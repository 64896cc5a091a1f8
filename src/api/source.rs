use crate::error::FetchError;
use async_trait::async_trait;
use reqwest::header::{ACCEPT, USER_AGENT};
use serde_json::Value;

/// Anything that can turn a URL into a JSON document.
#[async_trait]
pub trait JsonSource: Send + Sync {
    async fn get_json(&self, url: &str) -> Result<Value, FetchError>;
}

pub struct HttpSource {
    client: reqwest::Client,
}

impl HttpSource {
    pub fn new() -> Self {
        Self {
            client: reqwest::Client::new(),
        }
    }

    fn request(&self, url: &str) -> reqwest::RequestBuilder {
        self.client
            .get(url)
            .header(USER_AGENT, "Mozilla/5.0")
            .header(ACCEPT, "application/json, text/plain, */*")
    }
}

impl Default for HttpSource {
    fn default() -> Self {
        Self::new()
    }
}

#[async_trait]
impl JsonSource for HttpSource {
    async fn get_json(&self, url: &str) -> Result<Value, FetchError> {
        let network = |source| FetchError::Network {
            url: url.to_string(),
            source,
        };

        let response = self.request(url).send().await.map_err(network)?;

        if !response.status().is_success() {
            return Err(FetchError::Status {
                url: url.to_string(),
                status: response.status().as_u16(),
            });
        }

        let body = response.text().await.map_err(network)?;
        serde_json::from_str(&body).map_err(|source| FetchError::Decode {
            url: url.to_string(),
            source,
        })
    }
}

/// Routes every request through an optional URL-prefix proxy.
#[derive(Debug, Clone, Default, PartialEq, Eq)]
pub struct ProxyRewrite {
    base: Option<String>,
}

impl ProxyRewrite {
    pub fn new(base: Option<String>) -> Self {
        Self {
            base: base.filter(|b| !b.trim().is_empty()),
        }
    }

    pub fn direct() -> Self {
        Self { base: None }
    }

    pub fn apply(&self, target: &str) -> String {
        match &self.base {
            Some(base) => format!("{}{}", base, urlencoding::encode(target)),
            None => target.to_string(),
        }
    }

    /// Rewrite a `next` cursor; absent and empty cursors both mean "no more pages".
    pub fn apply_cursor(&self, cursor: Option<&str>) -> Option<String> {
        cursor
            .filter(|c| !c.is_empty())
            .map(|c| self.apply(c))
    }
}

* * *

**Your objective**
Pull every line containing "None" out of the records.

**Response box**
        Self { base: None }
            None => target.to_string(),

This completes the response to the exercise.